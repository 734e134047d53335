use clap::{Parser, Subcommand};

#[derive(Parser)]
#[command(name = "codechat")]
#[command(about = "CodeChat semantic front end")]
pub struct Cli {
    /// Configuration file with resource limits
    #[arg(long, default_value = "codechat.toml")]
    pub config: String,

    #[command(subcommand)]
    pub command: Commands,
}

#[derive(Subcommand)]
pub enum Commands {
    /// Simplify and analyze a parse-tree file, reporting diagnostics
    Check(CheckArgs),
    /// Simplify a parse-tree file and print the simplified tree
    Simplify(SimplifyArgs),
}

#[derive(clap::Args)]
pub struct CheckArgs {
    /// Parse-tree file path (JSON)
    pub file: String,
}

#[derive(clap::Args)]
pub struct SimplifyArgs {
    /// Parse-tree file path (JSON)
    pub file: String,

    /// Emit the simplified tree as JSON instead of the text rendering
    #[arg(long)]
    pub json: bool,
}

*Work to be completed*: Copy out every line from the data above that has "file" in it.

*Answer box*:
    /// Configuration file with resource limits
    /// Simplify and analyze a parse-tree file, reporting diagnostics
    /// Simplify a parse-tree file and print the simplified tree
    /// Parse-tree file path (JSON)
    pub file: String,
    /// Parse-tree file path (JSON)
    pub file: String,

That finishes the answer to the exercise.